We performed whole exome sequencing (WES) and RNA-seq on leukemic blasts from 209 AML patients, representing all major subtypes of the disease. Combining both datasets, we assessed ASE in every gene with informative (non-homozygous) single nucleotide variants (SNVs). Moreover, we conducted ChIP-seq, ATAC-seq and bisulfite sequencing to investigate epigenetic changes in regions of interest.
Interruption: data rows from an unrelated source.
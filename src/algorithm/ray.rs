//! Sensor-model ray casting (spec §4.4): three traversal components
//! (OCCUPIED, VACANT_LEFT, VACANT_RIGHT) walked along a discretised 3D line,
//! simultaneously updating the map and accumulating a localisation match
//! score.

use tracing::{trace, warn};

use crate::contracts::{EvidenceRay, Pose, SensorModelLookup};
use crate::math::logodds::{log_odds, sample_half_profile};
use crate::math::vec3::{Axis, Vec3};
use crate::spatial::grid::Grid;

#[derive(Debug, Clone, Copy, PartialEq, Eq)]
enum ComponentKind {
    Occupied,
    Vacant,
}

struct ComponentGeometry {
    origin: Vec3,
    delta_per_step: Vec3,
    steps: usize,
    longest_axis: Axis,
    widest_point: f64,
}

/// Walk the three sensor-model components of `ray`, writing new hypotheses
/// into `grid` and accumulating a localisation match score against the
/// existing map, all under `pose`.
///
/// Returns the accumulated match score (sum of log-odds contributions).
pub fn insert<P: Pose>(
    grid: &mut Grid,
    ray: &EvidenceRay,
    pose: &mut P,
    sensor_model: &SensorModelLookup,
    left_cam: Vec3,
    right_cam: Vec3,
) -> f64 {
    let v0 = ray.vertices[0];
    let v1 = ray.vertices[1];
    let occupied_delta = v1.sub(v0);
    let occupied_longest_axis = if occupied_delta.x.abs() >= occupied_delta.y.abs() {
        Axis::X
    } else {
        Axis::Y
    };

    let raw_idx = (ray.disparity * 2.0).round() as i64;
    let small_disparity = raw_idx < 2;
    let last_row = sensor_model.num_rows().saturating_sub(1) as i64;
    let idx = raw_idx.max(2).min(last_row.max(0)).max(0) as usize;

    let starting_range = {
        let axis_delta = match occupied_longest_axis {
            Axis::X => v0.x - ray.observed_from.x,
            Axis::Y => v0.y - ray.observed_from.y,
            Axis::Z => 0.0,
        };
        axis_delta.abs() / grid.cell_mm()
    };

    let ray_width_cells = (ray.width / (2.0 * grid.cell_mm())).round() as i32;

    // Source quirk, preserved: the y component is derived from the x delta,
    // not the y delta (see DESIGN.md).
    let intersect = Vec3::new(
        v0.x + ray.fattest_point * occupied_delta.x,
        v0.y + ray.fattest_point * occupied_delta.x,
        v0.z + ray.fattest_point * occupied_delta.z,
    );

    let occupied_steps = (occupied_delta.x.abs().max(occupied_delta.y.abs()) / grid.cell_mm())
        .round()
        .max(1.0) as usize;
    let occupied_geometry = ComponentGeometry {
        origin: v0,
        delta_per_step: occupied_delta.scale(1.0 / occupied_steps as f64),
        steps: occupied_steps,
        longest_axis: occupied_longest_axis,
        widest_point: ray.fattest_point * occupied_steps as f64 / ray.length.max(f64::EPSILON),
    };

    let mut match_score = 0.0;

    trace!(steps = occupied_geometry.steps, "ray component occupied");
    let (contribution, aborted) = process_component(
        grid,
        pose,
        Some(sensor_model),
        idx,
        ComponentKind::Occupied,
        &occupied_geometry,
        ray_width_cells,
        small_disparity,
        starting_range,
    );
    match_score += contribution;
    if aborted {
        warn!("ray left the mappable band during the occupied component");
        return match_score;
    }

    for (cam, label) in [(left_cam, "vacant_left"), (right_cam, "vacant_right")] {
        let geometry = vacancy_geometry(cam, intersect, ray.width, grid.cell_mm());
        trace!(steps = geometry.steps, component = label, "ray component vacancy");
        let (contribution, aborted) = process_component(
            grid,
            pose,
            None,
            idx,
            ComponentKind::Vacant,
            &geometry,
            ray_width_cells,
            small_disparity,
            starting_range,
        );
        match_score += contribution;
        if aborted {
            warn!(component = label, "ray left the mappable band during a vacancy component");
            return match_score;
        }
    }

    match_score
}

fn vacancy_geometry(cam: Vec3, intersect: Vec3, shorten_by_mm: f64, cell_mm: f64) -> ComponentGeometry {
    let delta = intersect.sub(cam);
    let magnitude = (delta.x * delta.x + delta.y * delta.y + delta.z * delta.z).sqrt();
    let shortened = (magnitude - shorten_by_mm).max(0.0);
    let factor = if magnitude > 0.0 { shortened / magnitude } else { 0.0 };
    let scaled = delta.scale(factor);
    let longest_axis = if scaled.x.abs() >= scaled.y.abs() { Axis::X } else { Axis::Y };
    let steps = (scaled.x.abs().max(scaled.y.abs()) / cell_mm).round().max(1.0) as usize;
    ComponentGeometry {
        origin: cam,
        delta_per_step: scaled.scale(1.0 / steps as f64),
        steps,
        longest_axis,
        widest_point: steps as f64,
    }
}

/// Diamond cross-section width, in cells, at step `s` of `steps`.
fn diamond_width(s: usize, steps: usize, ray_width_cells: i32, widest_point: f64, small_disparity: bool) -> i32 {
    let s_f = s as f64;
    let width = if s_f < widest_point {
        (s_f * ray_width_cells as f64) / widest_point.max(f64::EPSILON)
    } else if small_disparity {
        ray_width_cells as f64
    } else {
        let denom = (steps as f64 - widest_point).max(f64::EPSILON);
        ((steps as f64 - s_f + widest_point) * ray_width_cells as f64) / denom
    };
    width.round().max(0.0) as i32
}

fn process_component<P: Pose>(
    grid: &mut Grid,
    pose: &mut P,
    sensor_model: Option<&SensorModelLookup>,
    idx: usize,
    kind: ComponentKind,
    geometry: &ComponentGeometry,
    ray_width_cells: i32,
    small_disparity: bool,
    starting_range: f64,
) -> (f64, bool) {
    let mut local_match = 0.0;
    let mut pos = geometry.origin;
    let lateral_axis = geometry.longest_axis.perpendicular_horizontal();
    let width_grid = grid.width() as i32;

    for s in 0..geometry.steps {
        pos = pos.add(geometry.delta_per_step);
        let (gx, gy, gz) = grid.to_cell_index(pos);

        let width = diamond_width(s, geometry.steps, ray_width_cells, geometry.widest_point, small_disparity);
        let loc_width = ((width as f64) + grid.localisation_search_cells()).round().max(0.0) as i32;

        let centre_in_band =
            gx >= loc_width && gx < width_grid - loc_width && gy >= loc_width && gy < width_grid - loc_width;
        if !centre_in_band || !grid.z_in_bounds(gz) {
            return (local_match, true);
        }

        let within_mapping_range = (s as f64 + starting_range) <= grid.max_mapping_range_cells();

        let centre_prob = match kind {
            ComponentKind::Occupied => {
                let lookup_val = sensor_model.map_or(0.0, |sm| sm.get(idx, s));
                0.5 + lookup_val / 2.0
            }
            ComponentKind::Vacant => {
                let frac = s as f64 / geometry.steps as f64;
                let v = 0.1 + 0.9 * (-(frac * frac)).exp();
                0.5 - (v / geometry.steps as f64)
            }
        };

        for w in -loc_width..=loc_width {
            let (x2, y2) = match lateral_axis {
                Axis::X => (gx + w, gy),
                Axis::Y | Axis::Z => (gx, gy + w),
            };
            if !grid.in_bounds(x2, y2) {
                continue;
            }

            let inside_mapping = w.abs() <= width;
            let gaussian = grid.gaussian();
            let prob = if w != 0 && inside_mapping {
                centre_prob * sample_half_profile(gaussian, w, width.max(1))
            } else {
                centre_prob
            };
            let prob_loc = if w != 0 {
                centre_prob * sample_half_profile(gaussian, w, loc_width.max(1))
            } else {
                centre_prob
            };

            if kind == ComponentKind::Occupied && grid.cell(x2 as usize, y2 as usize).is_some() {
                local_match += matching(grid, pose, x2, y2, gz, prob_loc);
            }

            if inside_mapping && within_mapping_range {
                let p_log_odds = log_odds(prob.clamp(0.0, 1.0));
                let time_step = pose.time_step();
                if let Some(handle) =
                    grid.insert_hypothesis(x2 as usize, y2 as usize, gz as usize, p_log_odds, time_step)
                {
                    pose.add_hypothesis(handle, grid.width(), grid.height());
                }
            }
        }
    }

    (local_match, false)
}

/// Agreement between a ray-derived probability `p_ray` and the map's
/// existing probability at `(x, y, z)` under `pose`.
///
/// Contributes `0.0` ("no evidence") when the voxel has never been written.
fn matching<P: Pose>(grid: &Grid, pose: &P, x: i32, y: i32, z: i32, p_ray: f64) -> f64 {
    match grid.probability(pose, x, y, z, false) {
        None => 0.0,
        Some(p_map) => log_odds((p_ray * p_map + (1.0 - p_ray) * (1.0 - p_map)).clamp(f64::EPSILON, 1.0 - f64::EPSILON)),
    }
}

#[cfg(test)]
#[allow(clippy::expect_used)]
mod tests {
    use super::*;
    use crate::config::GridConfig;
    use crate::contracts::test_support::FixturePose;

    fn grid() -> Grid {
        Grid::new(GridConfig {
            width: 32,
            height: 32,
            cell_mm: 50.0,
            loc_radius_mm: 100.0,
            max_map_mm: 10_000.0,
            origin: Vec3::new(0.0, 0.0, 0.0),
        })
        .expect("valid config")
    }

    fn sensor_model() -> SensorModelLookup {
        let rows = (0..16).map(|_| vec![0.6; 200]).collect();
        SensorModelLookup::new(rows)
    }

    #[test]
    fn insert_on_empty_grid_produces_zero_match_score() {
        let mut grid = grid();
        let mut pose = FixturePose::default();
        let ray = EvidenceRay {
            vertices: [Vec3::new(500.0, 0.0, 0.0), Vec3::new(700.0, 0.0, 0.0)],
            observed_from: Vec3::new(0.0, 0.0, 0.0),
            width: 50.0,
            length: 200.0,
            disparity: 4.0,
            fattest_point: 0.5,
        };
        let score = insert(
            &mut grid,
            &ray,
            &mut pose,
            &sensor_model(),
            Vec3::new(-30.0, 0.0, 0.0),
            Vec3::new(30.0, 0.0, 0.0),
        );
        assert!((score).abs() < 1e-9);
        assert!(grid.memory_stats().total_valid_hypotheses > 0);
    }

    #[test]
    fn small_disparity_sets_infinite_tail_width() {
        let width = diamond_width(199, 200, 5, 10.0, true);
        assert_eq!(width, 5);
    }

    #[test]
    fn non_small_disparity_tapers_after_widest_point() {
        let near_end = diamond_width(199, 200, 5, 10.0, false);
        assert!(near_end < 5);
    }

    #[test]
    fn beyond_max_mapping_range_no_hypotheses_are_written() {
        let mut grid = Grid::new(GridConfig {
            width: 32,
            height: 32,
            cell_mm: 50.0,
            loc_radius_mm: 100.0,
            max_map_mm: 1.0,
            origin: Vec3::new(0.0, 0.0, 0.0),
        })
        .expect("valid config");
        let mut pose = FixturePose::default();
        let ray = EvidenceRay {
            vertices: [Vec3::new(500.0, 0.0, 0.0), Vec3::new(700.0, 0.0, 0.0)],
            observed_from: Vec3::new(0.0, 0.0, 0.0),
            width: 50.0,
            length: 200.0,
            disparity: 4.0,
            fattest_point: 0.5,
        };
        insert(
            &mut grid,
            &ray,
            &mut pose,
            &sensor_model(),
            Vec3::new(-30.0, 0.0, 0.0),
            Vec3::new(30.0, 0.0, 0.0),
        );

        assert_eq!(grid.memory_stats().total_valid_hypotheses, 0);
    }

    #[test]
    fn ray_width_is_symmetric_about_centreline() {
        let mut grid = grid();
        let mut pose = FixturePose::default();
        let ray = EvidenceRay {
            vertices: [Vec3::new(500.0, 0.0, 0.0), Vec3::new(700.0, 0.0, 0.0)],
            observed_from: Vec3::new(0.0, 0.0, 0.0),
            width: 100.0,
            length: 200.0,
            disparity: 6.0,
            fattest_point: 0.5,
        };
        insert(
            &mut grid,
            &ray,
            &mut pose,
            &sensor_model(),
            Vec3::new(-30.0, 0.0, 0.0),
            Vec3::new(30.0, 0.0, 0.0),
        );

        let (cx, cy, _) = grid.to_cell_index(Vec3::new(600.0, 0.0, 0.0));
        let mut found_symmetric_pair = false;
        for offset in 1..6usize {
            let below = cy as usize >= offset && grid.cell(cx as usize, cy as usize - offset).is_some();
            let above = grid.cell(cx as usize, cy as usize + offset).is_some();
            if below && above {
                found_symmetric_pair = true;
                break;
            }
        }
        assert!(found_symmetric_pair, "expected at least one symmetric (y-offset) written pair");
    }
}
The gene encoding GATA binding protein 2 (GATA2) displayed ASE more often than any other myeloid or cancer-related gene. GATA2 ASE was strongly associated with CEBPA double mutations (CEBPA DM), with 95% of cases presenting GATA2 ASE. CEBPA DM is a subtype with favorable clinical outcome which frequently co-occurs with GATA2 mutations, pointing to a functional connection between these two genes. Interestingly, CEBPA DM AML patients with GATA2 mutations preferentially expressed the mutated GATA2 allele. These findings were validated in the TCGA and Beat AML datasets, where all CEBPA DM patients with informative SNVs exhibited GATA2 ASE.
Using matched diagnostics-remission samples, we found that GATA2 ASE is a somatic event lost in complete remission, supporting the notion that it plays a role in CEBPA DM AML. Bisulfite sequencing data showed that acquisition of GATA2 ASE involved silencing of one allele via promoter methylation. Notably, promoter methylation was also lost in remission together with GATA2 ASE. However, expression levels were compensated by overactivation of the other allele, as shown by increased levels of H3K327ac ChIP-seq and eRNA.
In summary, GATA2 ASE is a somatic event that is epigenetically acquired in almost all CEBPA DM AML cases, suggesting it plays a key role in the development and/or progression of this leukemia subtype. The specific mechanisms remain unclear, but the importance of fine-tuned GATA2 regulation points to altered GATA2 levels. Thus, we propose that reduced levels of GATA2 mediated by allele-specific silencing, in collaboration with CEBPA mutations, might be an early event in leukemic transformation. Later compensation by over-activation of the super-enhancer would then result in stabilization of GATA2 levels in leukemic blasts.